## What the exercise asks
Give again the lines of the data from its first line through the line with "A blake3 hash". Change nothing.
[Records Boundary: Start]
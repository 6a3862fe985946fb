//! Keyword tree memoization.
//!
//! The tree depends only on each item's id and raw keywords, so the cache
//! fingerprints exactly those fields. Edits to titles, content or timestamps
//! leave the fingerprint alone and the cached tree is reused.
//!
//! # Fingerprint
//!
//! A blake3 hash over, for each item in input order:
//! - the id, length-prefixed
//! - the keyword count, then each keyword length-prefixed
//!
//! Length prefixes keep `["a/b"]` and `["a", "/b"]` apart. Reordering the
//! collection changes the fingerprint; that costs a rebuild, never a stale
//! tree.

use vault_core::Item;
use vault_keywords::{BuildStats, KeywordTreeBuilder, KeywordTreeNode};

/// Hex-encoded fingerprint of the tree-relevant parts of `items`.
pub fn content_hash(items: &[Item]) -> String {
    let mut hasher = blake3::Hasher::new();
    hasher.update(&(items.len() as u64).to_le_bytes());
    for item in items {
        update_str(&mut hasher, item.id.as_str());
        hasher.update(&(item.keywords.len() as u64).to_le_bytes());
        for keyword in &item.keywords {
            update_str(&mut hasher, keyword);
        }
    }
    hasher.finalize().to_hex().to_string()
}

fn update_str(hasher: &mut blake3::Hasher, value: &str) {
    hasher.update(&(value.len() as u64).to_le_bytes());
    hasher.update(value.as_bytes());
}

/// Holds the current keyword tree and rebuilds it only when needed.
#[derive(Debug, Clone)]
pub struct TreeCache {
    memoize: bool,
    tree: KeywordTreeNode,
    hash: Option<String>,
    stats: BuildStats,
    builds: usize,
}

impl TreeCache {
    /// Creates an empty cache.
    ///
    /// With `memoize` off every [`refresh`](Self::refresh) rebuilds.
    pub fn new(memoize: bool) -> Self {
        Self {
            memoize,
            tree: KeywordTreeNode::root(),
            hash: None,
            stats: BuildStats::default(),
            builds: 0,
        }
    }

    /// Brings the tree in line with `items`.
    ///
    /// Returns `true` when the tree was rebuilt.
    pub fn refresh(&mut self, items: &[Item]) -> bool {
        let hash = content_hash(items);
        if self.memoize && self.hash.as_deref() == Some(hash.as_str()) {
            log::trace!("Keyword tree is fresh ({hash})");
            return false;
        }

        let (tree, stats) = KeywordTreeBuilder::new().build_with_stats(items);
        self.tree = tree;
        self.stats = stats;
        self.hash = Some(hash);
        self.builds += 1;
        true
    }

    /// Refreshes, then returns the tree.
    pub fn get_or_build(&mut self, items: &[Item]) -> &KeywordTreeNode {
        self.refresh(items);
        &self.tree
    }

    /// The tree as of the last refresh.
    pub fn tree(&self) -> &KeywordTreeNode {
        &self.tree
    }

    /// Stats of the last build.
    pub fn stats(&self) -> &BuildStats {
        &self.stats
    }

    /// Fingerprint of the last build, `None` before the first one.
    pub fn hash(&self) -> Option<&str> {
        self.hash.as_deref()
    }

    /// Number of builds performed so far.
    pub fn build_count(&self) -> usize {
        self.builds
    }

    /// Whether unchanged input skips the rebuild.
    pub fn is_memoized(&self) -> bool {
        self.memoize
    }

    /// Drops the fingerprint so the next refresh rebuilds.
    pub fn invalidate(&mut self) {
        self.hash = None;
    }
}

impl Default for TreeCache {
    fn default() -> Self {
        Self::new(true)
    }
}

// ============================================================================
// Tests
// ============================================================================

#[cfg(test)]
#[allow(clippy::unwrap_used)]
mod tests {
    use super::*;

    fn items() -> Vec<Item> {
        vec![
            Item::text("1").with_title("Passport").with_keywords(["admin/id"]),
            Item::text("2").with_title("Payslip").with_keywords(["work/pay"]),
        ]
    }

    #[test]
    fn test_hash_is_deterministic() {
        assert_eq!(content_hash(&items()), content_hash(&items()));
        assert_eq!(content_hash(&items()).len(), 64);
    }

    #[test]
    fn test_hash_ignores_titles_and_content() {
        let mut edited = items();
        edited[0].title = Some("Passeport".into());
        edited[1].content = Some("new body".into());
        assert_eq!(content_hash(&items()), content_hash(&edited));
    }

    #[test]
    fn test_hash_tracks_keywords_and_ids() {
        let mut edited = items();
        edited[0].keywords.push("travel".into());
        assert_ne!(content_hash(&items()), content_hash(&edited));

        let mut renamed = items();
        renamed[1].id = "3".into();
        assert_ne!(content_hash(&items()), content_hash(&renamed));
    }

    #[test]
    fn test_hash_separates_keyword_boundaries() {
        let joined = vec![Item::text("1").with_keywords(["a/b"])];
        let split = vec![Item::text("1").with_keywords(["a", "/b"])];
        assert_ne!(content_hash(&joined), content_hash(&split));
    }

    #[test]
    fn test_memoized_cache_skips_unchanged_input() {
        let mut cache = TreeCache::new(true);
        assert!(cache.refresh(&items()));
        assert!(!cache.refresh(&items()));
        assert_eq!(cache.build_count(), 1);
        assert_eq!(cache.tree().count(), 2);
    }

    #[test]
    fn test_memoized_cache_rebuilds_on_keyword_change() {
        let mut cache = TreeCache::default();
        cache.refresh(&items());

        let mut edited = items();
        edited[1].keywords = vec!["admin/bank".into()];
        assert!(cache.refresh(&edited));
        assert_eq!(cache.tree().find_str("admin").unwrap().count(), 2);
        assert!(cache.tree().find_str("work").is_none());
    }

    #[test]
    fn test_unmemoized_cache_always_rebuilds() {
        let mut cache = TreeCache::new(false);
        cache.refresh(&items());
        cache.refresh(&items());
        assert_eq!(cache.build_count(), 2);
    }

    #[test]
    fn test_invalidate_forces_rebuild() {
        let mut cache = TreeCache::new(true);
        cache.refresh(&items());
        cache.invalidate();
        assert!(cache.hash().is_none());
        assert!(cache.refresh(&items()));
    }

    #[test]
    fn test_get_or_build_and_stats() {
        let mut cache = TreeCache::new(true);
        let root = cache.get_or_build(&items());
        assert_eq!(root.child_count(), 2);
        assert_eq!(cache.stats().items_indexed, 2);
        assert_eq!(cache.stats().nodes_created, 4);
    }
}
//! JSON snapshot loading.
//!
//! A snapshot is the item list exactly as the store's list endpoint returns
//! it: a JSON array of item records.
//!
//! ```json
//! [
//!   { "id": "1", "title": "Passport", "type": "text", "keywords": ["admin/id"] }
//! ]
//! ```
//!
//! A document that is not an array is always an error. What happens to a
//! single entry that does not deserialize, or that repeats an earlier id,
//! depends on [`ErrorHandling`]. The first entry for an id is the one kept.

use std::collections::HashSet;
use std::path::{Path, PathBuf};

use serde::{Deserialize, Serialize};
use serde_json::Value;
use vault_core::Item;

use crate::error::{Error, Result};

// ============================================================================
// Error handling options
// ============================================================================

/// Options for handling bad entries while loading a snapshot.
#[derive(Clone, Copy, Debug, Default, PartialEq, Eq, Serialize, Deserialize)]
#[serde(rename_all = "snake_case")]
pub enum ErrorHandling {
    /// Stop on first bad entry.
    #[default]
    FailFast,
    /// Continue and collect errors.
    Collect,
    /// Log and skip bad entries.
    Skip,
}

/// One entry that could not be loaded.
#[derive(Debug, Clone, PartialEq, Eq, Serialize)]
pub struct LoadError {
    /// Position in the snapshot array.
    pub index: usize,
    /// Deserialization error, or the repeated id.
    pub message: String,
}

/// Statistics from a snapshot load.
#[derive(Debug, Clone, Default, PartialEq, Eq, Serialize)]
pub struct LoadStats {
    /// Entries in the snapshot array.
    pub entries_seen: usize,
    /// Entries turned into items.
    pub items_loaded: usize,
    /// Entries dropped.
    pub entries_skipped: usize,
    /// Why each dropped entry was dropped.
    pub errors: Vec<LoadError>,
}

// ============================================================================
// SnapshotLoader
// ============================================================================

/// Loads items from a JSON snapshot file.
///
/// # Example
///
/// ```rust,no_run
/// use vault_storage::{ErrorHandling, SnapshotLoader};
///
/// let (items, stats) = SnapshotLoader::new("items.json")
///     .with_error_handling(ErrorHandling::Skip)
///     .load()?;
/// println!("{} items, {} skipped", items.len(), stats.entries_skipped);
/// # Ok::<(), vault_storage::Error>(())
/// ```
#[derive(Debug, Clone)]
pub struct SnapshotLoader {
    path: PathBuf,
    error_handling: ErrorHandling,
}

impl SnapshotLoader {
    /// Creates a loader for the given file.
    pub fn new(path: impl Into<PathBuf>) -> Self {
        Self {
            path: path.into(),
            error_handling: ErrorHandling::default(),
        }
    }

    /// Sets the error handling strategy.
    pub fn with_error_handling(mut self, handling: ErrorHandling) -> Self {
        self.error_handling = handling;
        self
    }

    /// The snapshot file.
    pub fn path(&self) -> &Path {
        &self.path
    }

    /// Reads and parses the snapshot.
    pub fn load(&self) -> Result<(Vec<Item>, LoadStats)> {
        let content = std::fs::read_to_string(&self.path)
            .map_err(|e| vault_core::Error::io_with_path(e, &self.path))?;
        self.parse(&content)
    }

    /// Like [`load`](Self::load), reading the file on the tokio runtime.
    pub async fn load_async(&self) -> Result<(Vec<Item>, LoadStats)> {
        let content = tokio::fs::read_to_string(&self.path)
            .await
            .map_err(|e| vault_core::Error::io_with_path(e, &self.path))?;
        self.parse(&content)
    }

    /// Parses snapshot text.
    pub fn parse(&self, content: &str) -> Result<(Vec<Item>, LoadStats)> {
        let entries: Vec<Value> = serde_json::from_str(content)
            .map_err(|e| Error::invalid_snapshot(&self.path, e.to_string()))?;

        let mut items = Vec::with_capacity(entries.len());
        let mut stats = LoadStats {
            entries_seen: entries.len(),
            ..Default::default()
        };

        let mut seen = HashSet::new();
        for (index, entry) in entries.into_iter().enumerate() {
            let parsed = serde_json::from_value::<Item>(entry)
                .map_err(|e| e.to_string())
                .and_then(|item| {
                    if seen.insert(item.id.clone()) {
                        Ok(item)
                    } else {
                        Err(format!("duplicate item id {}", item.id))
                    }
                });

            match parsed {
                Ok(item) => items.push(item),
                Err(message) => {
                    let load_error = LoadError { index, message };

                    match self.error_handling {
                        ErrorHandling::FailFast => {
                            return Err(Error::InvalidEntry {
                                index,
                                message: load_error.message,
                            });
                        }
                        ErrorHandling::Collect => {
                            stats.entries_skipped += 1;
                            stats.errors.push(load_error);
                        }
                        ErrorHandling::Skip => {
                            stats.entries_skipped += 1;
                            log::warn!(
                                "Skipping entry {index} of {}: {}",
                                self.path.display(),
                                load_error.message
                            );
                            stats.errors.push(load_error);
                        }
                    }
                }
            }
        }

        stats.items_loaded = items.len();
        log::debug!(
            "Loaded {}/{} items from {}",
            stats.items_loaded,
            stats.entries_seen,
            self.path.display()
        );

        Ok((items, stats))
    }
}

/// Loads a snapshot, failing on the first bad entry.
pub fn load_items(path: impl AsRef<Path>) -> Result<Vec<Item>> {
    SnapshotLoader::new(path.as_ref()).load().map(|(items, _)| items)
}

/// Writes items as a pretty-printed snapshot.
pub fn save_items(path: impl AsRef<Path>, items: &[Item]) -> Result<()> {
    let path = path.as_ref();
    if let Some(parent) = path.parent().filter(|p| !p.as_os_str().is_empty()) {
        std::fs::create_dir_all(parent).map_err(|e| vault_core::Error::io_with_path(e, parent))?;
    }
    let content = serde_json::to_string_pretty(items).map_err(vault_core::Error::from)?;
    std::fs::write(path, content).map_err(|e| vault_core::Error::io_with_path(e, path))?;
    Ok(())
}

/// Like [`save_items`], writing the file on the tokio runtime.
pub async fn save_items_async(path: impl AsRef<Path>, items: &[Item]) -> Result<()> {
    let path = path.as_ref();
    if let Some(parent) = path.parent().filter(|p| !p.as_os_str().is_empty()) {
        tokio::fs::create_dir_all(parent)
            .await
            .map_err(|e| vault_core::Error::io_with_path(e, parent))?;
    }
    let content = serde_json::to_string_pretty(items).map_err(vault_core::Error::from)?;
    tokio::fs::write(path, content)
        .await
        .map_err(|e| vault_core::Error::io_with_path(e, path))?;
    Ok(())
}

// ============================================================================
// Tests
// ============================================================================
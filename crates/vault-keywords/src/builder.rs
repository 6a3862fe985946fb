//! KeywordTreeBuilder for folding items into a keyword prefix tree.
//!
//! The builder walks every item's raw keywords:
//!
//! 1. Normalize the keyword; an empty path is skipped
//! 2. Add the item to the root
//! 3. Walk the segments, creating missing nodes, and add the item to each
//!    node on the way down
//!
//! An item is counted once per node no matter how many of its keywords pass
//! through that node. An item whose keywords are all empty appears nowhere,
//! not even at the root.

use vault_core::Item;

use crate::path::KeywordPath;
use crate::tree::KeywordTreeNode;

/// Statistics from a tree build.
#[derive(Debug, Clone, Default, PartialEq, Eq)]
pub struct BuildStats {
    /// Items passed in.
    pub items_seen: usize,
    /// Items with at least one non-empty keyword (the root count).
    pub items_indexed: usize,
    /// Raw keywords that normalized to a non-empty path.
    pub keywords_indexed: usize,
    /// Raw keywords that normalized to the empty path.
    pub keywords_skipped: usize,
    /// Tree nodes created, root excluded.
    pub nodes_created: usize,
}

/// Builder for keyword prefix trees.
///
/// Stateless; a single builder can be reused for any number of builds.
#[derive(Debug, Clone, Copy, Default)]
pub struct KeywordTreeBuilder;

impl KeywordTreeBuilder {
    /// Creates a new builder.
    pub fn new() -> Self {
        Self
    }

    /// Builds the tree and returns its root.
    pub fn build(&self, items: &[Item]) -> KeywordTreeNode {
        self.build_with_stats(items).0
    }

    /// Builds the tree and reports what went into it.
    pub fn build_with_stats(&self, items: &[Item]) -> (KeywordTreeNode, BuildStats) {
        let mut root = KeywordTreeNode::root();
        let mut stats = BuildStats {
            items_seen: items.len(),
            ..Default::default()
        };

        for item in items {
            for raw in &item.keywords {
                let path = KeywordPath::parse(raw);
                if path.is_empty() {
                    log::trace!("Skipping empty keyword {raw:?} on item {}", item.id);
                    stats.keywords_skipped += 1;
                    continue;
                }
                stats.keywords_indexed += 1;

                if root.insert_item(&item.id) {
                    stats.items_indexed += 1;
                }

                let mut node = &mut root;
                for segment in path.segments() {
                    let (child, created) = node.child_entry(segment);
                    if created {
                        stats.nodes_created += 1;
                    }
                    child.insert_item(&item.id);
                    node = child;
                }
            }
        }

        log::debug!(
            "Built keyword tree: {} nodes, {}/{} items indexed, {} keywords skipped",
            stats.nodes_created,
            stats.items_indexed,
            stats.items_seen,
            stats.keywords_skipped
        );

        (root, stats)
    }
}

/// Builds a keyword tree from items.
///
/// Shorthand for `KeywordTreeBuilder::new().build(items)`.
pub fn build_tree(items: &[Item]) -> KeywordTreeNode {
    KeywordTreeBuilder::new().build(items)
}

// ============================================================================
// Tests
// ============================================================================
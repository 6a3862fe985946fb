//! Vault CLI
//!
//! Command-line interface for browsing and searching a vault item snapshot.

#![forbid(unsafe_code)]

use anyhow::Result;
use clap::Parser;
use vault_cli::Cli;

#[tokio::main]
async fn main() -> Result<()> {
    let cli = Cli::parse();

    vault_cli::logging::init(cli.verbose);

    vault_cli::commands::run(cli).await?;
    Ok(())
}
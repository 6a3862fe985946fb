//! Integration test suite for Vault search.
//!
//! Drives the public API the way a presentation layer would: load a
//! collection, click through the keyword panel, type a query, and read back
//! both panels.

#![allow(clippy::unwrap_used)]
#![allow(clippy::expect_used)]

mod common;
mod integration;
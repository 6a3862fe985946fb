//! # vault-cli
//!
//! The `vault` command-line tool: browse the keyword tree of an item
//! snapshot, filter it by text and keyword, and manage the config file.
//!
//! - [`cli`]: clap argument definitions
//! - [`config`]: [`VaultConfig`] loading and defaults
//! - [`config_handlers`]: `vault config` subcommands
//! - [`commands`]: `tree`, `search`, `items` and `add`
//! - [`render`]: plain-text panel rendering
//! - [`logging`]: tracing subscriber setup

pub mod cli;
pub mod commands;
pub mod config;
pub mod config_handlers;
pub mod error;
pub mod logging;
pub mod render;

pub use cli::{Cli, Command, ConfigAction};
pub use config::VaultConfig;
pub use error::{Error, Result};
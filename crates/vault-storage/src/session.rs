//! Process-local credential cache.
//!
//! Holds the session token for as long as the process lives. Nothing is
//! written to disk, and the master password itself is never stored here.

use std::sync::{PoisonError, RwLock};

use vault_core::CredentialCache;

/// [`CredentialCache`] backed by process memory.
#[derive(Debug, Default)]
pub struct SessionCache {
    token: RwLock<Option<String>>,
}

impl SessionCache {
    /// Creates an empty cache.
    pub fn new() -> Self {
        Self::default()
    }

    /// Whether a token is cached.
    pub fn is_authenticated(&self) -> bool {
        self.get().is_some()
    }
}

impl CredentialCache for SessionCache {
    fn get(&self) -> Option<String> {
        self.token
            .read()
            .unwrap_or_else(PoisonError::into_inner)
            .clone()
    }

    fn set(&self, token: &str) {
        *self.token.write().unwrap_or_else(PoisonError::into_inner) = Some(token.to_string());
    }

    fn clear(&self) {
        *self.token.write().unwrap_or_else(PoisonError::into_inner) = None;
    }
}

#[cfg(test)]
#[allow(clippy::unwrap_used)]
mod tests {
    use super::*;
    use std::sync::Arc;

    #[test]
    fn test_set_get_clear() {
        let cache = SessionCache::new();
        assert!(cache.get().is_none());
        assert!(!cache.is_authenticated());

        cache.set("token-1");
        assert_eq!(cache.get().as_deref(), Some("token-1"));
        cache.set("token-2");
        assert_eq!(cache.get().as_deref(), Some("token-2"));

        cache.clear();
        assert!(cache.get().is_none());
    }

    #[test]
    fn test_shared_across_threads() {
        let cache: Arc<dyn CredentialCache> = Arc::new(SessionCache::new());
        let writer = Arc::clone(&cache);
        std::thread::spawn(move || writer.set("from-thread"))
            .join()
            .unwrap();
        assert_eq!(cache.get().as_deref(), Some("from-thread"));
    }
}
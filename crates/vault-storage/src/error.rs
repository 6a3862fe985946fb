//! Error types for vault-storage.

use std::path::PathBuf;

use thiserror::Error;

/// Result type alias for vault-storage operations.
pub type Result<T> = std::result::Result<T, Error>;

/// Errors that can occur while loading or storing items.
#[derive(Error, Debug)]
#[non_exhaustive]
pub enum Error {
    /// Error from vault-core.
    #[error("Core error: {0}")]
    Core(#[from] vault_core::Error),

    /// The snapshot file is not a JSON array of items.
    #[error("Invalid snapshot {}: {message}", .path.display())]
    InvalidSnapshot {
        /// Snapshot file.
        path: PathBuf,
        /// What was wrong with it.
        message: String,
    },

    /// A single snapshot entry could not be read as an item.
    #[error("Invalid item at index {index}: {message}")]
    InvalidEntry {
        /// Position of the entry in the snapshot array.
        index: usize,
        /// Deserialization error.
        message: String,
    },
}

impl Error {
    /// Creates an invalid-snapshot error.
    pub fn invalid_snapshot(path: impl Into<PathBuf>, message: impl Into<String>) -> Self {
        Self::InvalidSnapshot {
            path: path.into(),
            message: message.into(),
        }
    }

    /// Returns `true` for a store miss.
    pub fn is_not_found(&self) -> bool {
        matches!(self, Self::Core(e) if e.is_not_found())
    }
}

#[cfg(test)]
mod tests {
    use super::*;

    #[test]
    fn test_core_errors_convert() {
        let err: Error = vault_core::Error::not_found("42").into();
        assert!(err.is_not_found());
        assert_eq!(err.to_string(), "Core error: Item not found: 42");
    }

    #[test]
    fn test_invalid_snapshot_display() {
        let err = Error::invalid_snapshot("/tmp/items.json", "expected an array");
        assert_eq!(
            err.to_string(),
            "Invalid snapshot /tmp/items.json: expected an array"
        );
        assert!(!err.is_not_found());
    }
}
[Records Boundary: End]
## The answer
repository 6a3862fe985946fb
//! Keyword tree memoization.
//!
//! The tree depends only on each item's id and raw keywords, so the cache
//! fingerprints exactly those fields. Edits to titles, content or timestamps
//! leave the fingerprint alone and the cached tree is reused.
//!
//! # Fingerprint
//!
//! A blake3 hash over, for each item in input order:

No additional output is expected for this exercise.